The counterclaims were not repetitive, the court found, because they sought a form of affirmative relief that might well go beyond the issues decided in the underlying lawsuit. To be sure, the court noted, the defendant might well fend off the lawsuit. But that could happen for any number of reasons—failure on the merits, a procedural misstep by the plaintiff, a tactical dismissal, or the like. But the defendant wanted more than merely to prevail, the court noted. The defendant wanted an affirmative declaration that it did not infringe and that the plaintiff’s copyright was invalid—two things that would ensure not only that it won this lawsuit but that it wouldn’t have to face other lawsuits over the same copyright in the future.
In refusing to dismiss the counterclaims in this case, the court treaded into an issue where there was a split of authority. Some Ninth Circuit district courts would not allow counterclaims for declaratory relief if such claims are repetitious of issues already raised in the complaint or affirmative defenses, the court noted. But the better course was to deny the motion to dismiss, the court found. “If there is any doubt about whether the challenged material is redundant,” the court noted, “it should be resolved in favor of the non-moving party.”
The court’s analysis, it should be noted, follows that of Wright & Miller, the leading civil procedure treatise. As the treatise notes:
“[S]ome courts have concluded that Rule 41(a) now contains sufficient protection for defendant against plaintiff’s withdrawal and therefore a counterclaim for a declaratory judgment involving the same transaction as plaintiff’s claim is wholly redundant and does not serve any useful purpose. This conclusion has not been widely accepted, however, because it ignores the possibility that it is very difficult to determine whether the declaratory-judgment counterclaim really is redundant prior to trial. … Thus, the safer course for the court to follow is to deny a request to dismiss a counterclaim for declaratory relief unless there is no doubt that it will be rendered moot by the adjudication of the main action.
§ 1406 Counterclaims and Crossclaims for Declaratory Judgment, 6 Fed. Prac. & Proc. Civ. § 1406 (3d ed.)
Expect more caselaw on this split of authority to come.
JFXD TRX ACQ LLC v. trx.com, CV-23-02330-PHX-ROS, 2024 WL 2844420 (D. Ariz. May 8, 2024): This case doesn’t make a lot of new law, but it’s a fun read. In the early 2000s, Randal Hetrick invented the famous gym product called TRX and marketed it through a company called Fitness America. Fitness America went bankrupt in 2022 and its assets fell into the hands of an acquisition company with the ungainly name of JFXD TRX ACQ LLC.

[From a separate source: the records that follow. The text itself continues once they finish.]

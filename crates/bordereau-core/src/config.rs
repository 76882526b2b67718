//! Configuration module
//!
//! Client configuration is read from the environment (and a `.env` file when
//! present). All variables use the `BORDEREAU_` prefix.

use std::env;
use std::time::Duration;

use crate::constants::{
    DEFAULT_API_URL, DEFAULT_QUEUE_POLL_INTERVAL_SECS, DEFAULT_REJECTED_POLL_INTERVAL_SECS,
    DEFAULT_REQUEST_TIMEOUT_SECS,
};

/// Scan client configuration
#[derive(Clone, Debug, PartialEq, Eq)]
pub struct ClientConfig {
    pub api_url: String,
    /// Sent as `Authorization: Bearer {token}`. Takes precedence over `api_key`.
    pub api_token: Option<String>,
    /// Sent as `X-API-Key: {key}`
    pub api_key: Option<String>,
    pub request_timeout_secs: u64,
    pub queue_poll_interval_secs: u64,
    pub rejected_poll_interval_secs: u64,
}

impl Default for ClientConfig {
    fn default() -> Self {
        Self {
            api_url: DEFAULT_API_URL.to_string(),
            api_token: None,
            api_key: None,
            request_timeout_secs: DEFAULT_REQUEST_TIMEOUT_SECS,
            queue_poll_interval_secs: DEFAULT_QUEUE_POLL_INTERVAL_SECS,
            rejected_poll_interval_secs: DEFAULT_REJECTED_POLL_INTERVAL_SECS,
        }
    }
}

impl ClientConfig {
    /// Load from the process environment:
    ///
    /// - `BORDEREAU_API_URL` (or `API_URL`)
    /// - `BORDEREAU_API_TOKEN` (or `JWT_TOKEN`)
    /// - `BORDEREAU_API_KEY`
    /// - `BORDEREAU_REQUEST_TIMEOUT_SECS`
    /// - `BORDEREAU_QUEUE_POLL_INTERVAL_SECS`
    /// - `BORDEREAU_REJECTED_POLL_INTERVAL_SECS`
    pub fn from_env() -> Result<Self, anyhow::Error> {
        dotenvy::dotenv().ok();
        Self::from_lookup(|key| env::var(key).ok())
    }

    /// Load using an arbitrary variable lookup. `from_env` delegates here.
    pub fn from_lookup<F>(lookup: F) -> Result<Self, anyhow::Error>
    where
        F: Fn(&str) -> Option<String>,
    {
        let defaults = Self::default();
        let non_empty = |key: &str| lookup(key).filter(|v| !v.trim().is_empty());

        let api_url = non_empty("BORDEREAU_API_URL")
            .or_else(|| non_empty("API_URL"))
            .unwrap_or(defaults.api_url);

        let parse_secs = |key: &str, default: u64| -> Result<u64, anyhow::Error> {
            match non_empty(key) {
                Some(raw) => raw
                    .trim()
                    .parse::<u64>()
                    .map_err(|e| anyhow::anyhow!("{} must be a number of seconds: {}", key, e)),
                None => Ok(default),
            }
        };

        let config = Self {
            api_url: api_url.trim_end_matches('/').to_string(),
            api_token: non_empty("BORDEREAU_API_TOKEN").or_else(|| non_empty("JWT_TOKEN")),
            api_key: non_empty("BORDEREAU_API_KEY"),
            request_timeout_secs: parse_secs(
                "BORDEREAU_REQUEST_TIMEOUT_SECS",
                defaults.request_timeout_secs,
            )?,
            queue_poll_interval_secs: parse_secs(
                "BORDEREAU_QUEUE_POLL_INTERVAL_SECS",
                defaults.queue_poll_interval_secs,
            )?,
            rejected_poll_interval_secs: parse_secs(
                "BORDEREAU_REJECTED_POLL_INTERVAL_SECS",
                defaults.rejected_poll_interval_secs,
            )?,
        };
        config.validate()?;
        Ok(config)
    }

    pub fn validate(&self) -> Result<(), anyhow::Error> {
        if self.api_url.trim().is_empty() {
            return Err(anyhow::anyhow!("BORDEREAU_API_URL cannot be empty"));
        }
        if !(self.api_url.starts_with("http://") || self.api_url.starts_with("https://")) {
            return Err(anyhow::anyhow!(
                "BORDEREAU_API_URL must start with http:// or https://, got {}",
                self.api_url
            ));
        }
        if self.request_timeout_secs == 0 {
            return Err(anyhow::anyhow!("BORDEREAU_REQUEST_TIMEOUT_SECS must be > 0"));
        }
        if self.queue_poll_interval_secs == 0 || self.rejected_poll_interval_secs == 0 {
            return Err(anyhow::anyhow!("Poll intervals must be > 0"));
        }
        Ok(())
    }

    pub fn request_timeout(&self) -> Duration {
        Duration::from_secs(self.request_timeout_secs)
    }

    pub fn queue_poll_interval(&self) -> Duration {
        Duration::from_secs(self.queue_poll_interval_secs)
    }

    pub fn rejected_poll_interval(&self) -> Duration {
        Duration::from_secs(self.rejected_poll_interval_secs)
    }
}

The acquisition company then began a quixotic effort to get hold of the website domain trx.com. It claimed that current owner of the website, an Arizona resident named Loo Yze Ming, was cybersquatting on the domain name in violation of federal law. But there was a problem: the website had been created by a third party years before the gym product even existed. So the acquisition company had no cybersquatting claim against Ming at all. But that did not stop the company from pursuing Ming relentlessly through the domain name registrar, the Virginia courts, and then finally the Arizona court.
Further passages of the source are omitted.